Peter S. Hawkins joined the faculty of Yale Divinity School in 1976 after receiving the Master of Divinity degree at Union Theological Seminary in 1974 and the Ph.D. in English at Yale in 1975. With Prof. John Wesley Cook, he joined the faculty of the Institute of Sacred Music in 1985, a move that brought the program in religion and the arts to the ISM. During his long career at Yale and beyond, he helped to shape the field of religion and literature, and the lives of hundreds of students. 

Recognized internationally as a leading scholar in Dante studies, as evidenced, for example, by Dante’s Testaments: Essays on Scriptural Imagination (1999), The Poets’ Dante: Twentieth-Century Reflections (2001), and Dante, A Brief History (2006)Hawkins has broadened his work well beyond this field. His research in the history of biblical reception has led to three co-edited volumes to which he also contributed essays –  Scrolls of Love: Ruth and the Song of Songs (2006), Medieval Readings of Romans (2007), and From the Margin I: Women of the Hebrew Bible and Their Afterlives (2009). With Paula Carlson he edited the four-volume Augsburg Fortress series Listening for God: Contemporary Literature and the Life of Faith (2004); with Anne Howland Schotter he co-edited Ineffability: Naming the Unnamable from Dante to Beckett (1984, reissued 2016).  He has also written on twentieth-century fiction (The Language of Grace: Flannery O’Connor, Walker Percy, and Iris Murdoch, 1983, 2004), Utopia (Getting Nowhere: Christian Hope & Utopian Dream, 1985), the NAMES Project Quilt (“Naming Names: The Art of Memory and the NAMES Project AIDS Quilt,” 1993). His most recent book, written with Lesleigh Cushing Stahlberg, is The Bible and the American Short Story (2017). 

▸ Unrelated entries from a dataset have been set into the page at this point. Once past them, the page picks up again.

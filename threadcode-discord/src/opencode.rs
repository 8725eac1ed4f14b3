//! opencode client - HTTP client for opencode server sessions.
//!
//! Two calls are used: `POST /session` to open a session rooted at a
//! directory, and `POST /session/{id}/message` to send a prompt. The prompt
//! response arrives as a streamed body holding a single JSON document, so it
//! is drained completely before decoding.

use futures_util::StreamExt;
use serde::{Deserialize, Serialize};
use std::time::Duration;

/// Default opencode server endpoint.
pub const DEFAULT_ENDPOINT: &str = "http://localhost:4096";
/// Header carrying the working directory for every request.
pub const DIRECTORY_HEADER: &str = "x-opencode-directory";
/// Maximum characters of an undecodable body kept in the error.
const PREVIEW_CHARS: usize = 200;
/// TCP connect timeout in seconds.
const CONNECT_TIMEOUT_SECS: u64 = 10;

/// opencode client error type.
#[derive(Debug, thiserror::Error)]
pub enum OpencodeError {
    #[error("Failed to create session: {status} {reason}")]
    CreateSession { status: u16, reason: String },

    #[error("Failed to send prompt: {status} {reason} - {body}")]
    SendPrompt {
        status: u16,
        reason: String,
        body: String,
    },

    #[error("No response body")]
    NoBody,

    #[error("Invalid JSON response: {preview}")]
    InvalidResponse { preview: String },

    #[error("HTTP error: {0}")]
    Http(#[from] reqwest::Error),
}

impl OpencodeError {
    /// HTTP status reported by the server, if the failure came from one.
    pub fn status(&self) -> Option<u16> {
        match self {
            Self::CreateSession { status, .. } | Self::SendPrompt { status, .. } => Some(*status),
            Self::Http(e) => e.status().map(|s| s.as_u16()),
            _ => None,
        }
    }
}

// ============================================================================
// API Types
// ============================================================================

/// Request body for creating a session.
#[derive(Debug, Serialize)]
struct CreateSessionRequest<'a> {
    title: &'a str,
    directory: &'a str,
}

/// Session descriptor returned by `POST /session`.
#[derive(Debug, Clone, Deserialize)]
pub struct SessionInfo {
    pub id: String,
    #[serde(default)]
    pub title: Option<String>,
    #[serde(default)]
    pub directory: Option<String>,
}

/// Request body for sending a prompt.
#[derive(Debug, Serialize)]
struct PromptRequest<'a> {
    parts: Vec<PromptPart<'a>>,
}

#[derive(Debug, Serialize)]
struct PromptPart<'a> {
    #[serde(rename = "type")]
    part_type: &'static str,
    text: &'a str,
}

/// Response to `POST /session/{id}/message`.
#[derive(Debug, Clone, Deserialize)]
pub struct PromptResponse {
    #[serde(default)]
    pub info: Option<MessageInfo>,
    #[serde(default)]
    pub parts: Vec<ResponsePart>,
}

/// Assistant message metadata.
#[derive(Debug, Clone, Deserialize)]
pub struct MessageInfo {
    pub id: String,
    #[serde(rename = "sessionID")]
    pub session_id: String,
    pub role: String,
}

/// One part of an assistant message.
#[derive(Debug, Clone, Deserialize)]
pub struct ResponsePart {
    #[serde(rename = "type")]
    pub part_type: String,
    #[serde(default)]
    pub text: Option<String>,
}

impl PromptResponse {
    /// Join the non-empty text parts with newlines, in order.
    pub fn text(&self) -> String {
        self.parts
            .iter()
            .filter(|p| p.part_type == "text")
            .filter_map(|p| p.text.as_deref())
            .filter(|t| !t.is_empty())
            .collect::<Vec<_>>()
            .join("\n")
    }
}

// ============================================================================
// Client
// ============================================================================

/// HTTP client for an opencode server.
pub struct OpencodeClient {
    endpoint: String,
    client: reqwest::Client,
}

impl OpencodeClient {
    /// Create a new client against `endpoint` (default: `http://localhost:4096`).
    pub fn new(endpoint: Option<&str>) -> Self {
        Self::with_connect_timeout(endpoint, Duration::from_secs(CONNECT_TIMEOUT_SECS))
            .unwrap_or_else(|e| {
                tracing::warn!(error = %e, "HTTP client builder failed, connecting without a timeout");
                Self::from_parts(endpoint, reqwest::Client::new())
            })
    }

    /// Create a new client with an explicit connect timeout.
    ///
    /// No overall request timeout is set: a prompt may run for a long time.
    pub fn with_connect_timeout(
        endpoint: Option<&str>,
        connect_timeout: Duration,
    ) -> Result<Self, OpencodeError> {
        let client = reqwest::Client::builder()
            .connect_timeout(connect_timeout)
            .build()?;

        Ok(Self::from_parts(endpoint, client))
    }

    fn from_parts(endpoint: Option<&str>, client: reqwest::Client) -> Self {
        Self {
            endpoint: endpoint
                .unwrap_or(DEFAULT_ENDPOINT)
                .trim_end_matches('/')
                .to_string(),
            client,
        }
    }

    /// The configured base endpoint.
    pub fn endpoint(&self) -> &str {
        &self.endpoint
    }

    /// Open a session titled `title`, rooted at `directory`.
    pub async fn create_session(
        &self,
        title: &str,
        directory: &str,
    ) -> Result<SessionInfo, OpencodeError> {
        let url = format!("{}/session", self.endpoint);

        tracing::debug!(endpoint = %url, directory = %directory, "Creating opencode session");

        let resp = self
            .client
            .post(&url)
            .header(DIRECTORY_HEADER, directory)
            .json(&CreateSessionRequest { title, directory })
            .send()
            .await?;

        let status = resp.status();
        if !status.is_success() {
            return Err(OpencodeError::CreateSession {
                status: status.as_u16(),
                reason: status.canonical_reason().unwrap_or("").to_string(),
            });
        }

        Ok(resp.json().await?)
    }

    /// Send `content` to a session and decode the full response.
    pub async fn send_prompt(
        &self,
        session_id: &str,
        content: &str,
        directory: &str,
    ) -> Result<PromptResponse, OpencodeError> {
        let url = format!("{}/session/{}/message", self.endpoint, session_id);

        tracing::debug!(
            endpoint = %url,
            session_id = %session_id,
            directory = %directory,
            "Sending prompt to opencode"
        );

        let request = PromptRequest {
            parts: vec![PromptPart {
                part_type: "text",
                text: content,
            }],
        };

        let resp = self
            .client
            .post(&url)
            .header(DIRECTORY_HEADER, directory)
            .json(&request)
            .send()
            .await?;

        let status = resp.status();
        if !status.is_success() {
            let body = resp.text().await.unwrap_or_default();
            return Err(OpencodeError::SendPrompt {
                status: status.as_u16(),
                reason: status.canonical_reason().unwrap_or("").to_string(),
                body,
            });
        }

        let raw = drain_body(resp).await?;
        if raw.is_empty() {
            return Err(OpencodeError::NoBody);
        }

        parse_prompt_response(&raw)
    }

    /// Send `content` and return the assembled reply text.
    pub async fn send_message(
        &self,
        session_id: &str,
        content: &str,
        directory: &str,
    ) -> Result<String, OpencodeError> {
        let response = self.send_prompt(session_id, content, directory).await?;
        Ok(response.text())
    }
}

/// Read every chunk of a streamed body, then decode it as UTF-8.
async fn drain_body(resp: reqwest::Response) -> Result<String, OpencodeError> {
    let mut stream = resp.bytes_stream();
    let mut buffer: Vec<u8> = Vec::new();

    while let Some(chunk) = stream.next().await {
        buffer.extend_from_slice(&chunk?);
    }

    // Decoding once at the end keeps multi-byte characters split across
    // chunks intact.
    Ok(String::from_utf8_lossy(&buffer).into_owned())
}

fn parse_prompt_response(raw: &str) -> Result<PromptResponse, OpencodeError> {
    serde_json::from_str(raw).map_err(|e| {
        let preview: String = raw.chars().take(PREVIEW_CHARS).collect();
        tracing::error!(error = %e, preview = %preview, "Failed to parse opencode response");
        tracing::debug!(raw = %raw, "Full opencode response text");
        OpencodeError::InvalidResponse { preview }
    })
}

Hawkins is also noted as a speaker: He gave the 2006 Lyman Beecher Lectures on Preaching at Yale Divinity School (published as Undiscovered Country: Imagining the World to Come, 2009) and in 2018 was the James W. Richard Lecturer at the University of Virginia. He has held residential fellowships In England at Oxford, Cambridge, and York, and in Italy at the Centro Studi Ligure (Bogliasco). During his time on the faculty of Boston University (2000-2008), he founded and directed the Luce Program in Scripture and the Literary Arts, and was awarded the Metcalf Prize for Excellence in Teaching there. Since his return to YDS and the ISM, he has also taught in Yale College’s Directed Studies program for freshmen.

Throughout his career, Hawkins’s devotion to the subject matter of his discipline is rivalled only by his utter commitment to students and the teaching enterprise. In fact, his life has been filled with testimonies, both formal and informal, to the fact that for him, teaching is not a duty, but a privilege; not a skill, but an art. Many of us have sat spellbound in classrooms and lecture halls as he leads his listeners through passages of Scripture, of The Divine Comedy, and of other formative texts, probing questions not only of origin and form, but also of their significance for and impact on our world. 

Peter Hawkins looks forward to having more time to write, and remains open to continue teaching on an occasional basis here and elsewhere as opportunities arise. We will hope, therefore, that continued collaboration may be possible between the ISM and this extraordinary scholar and teacher.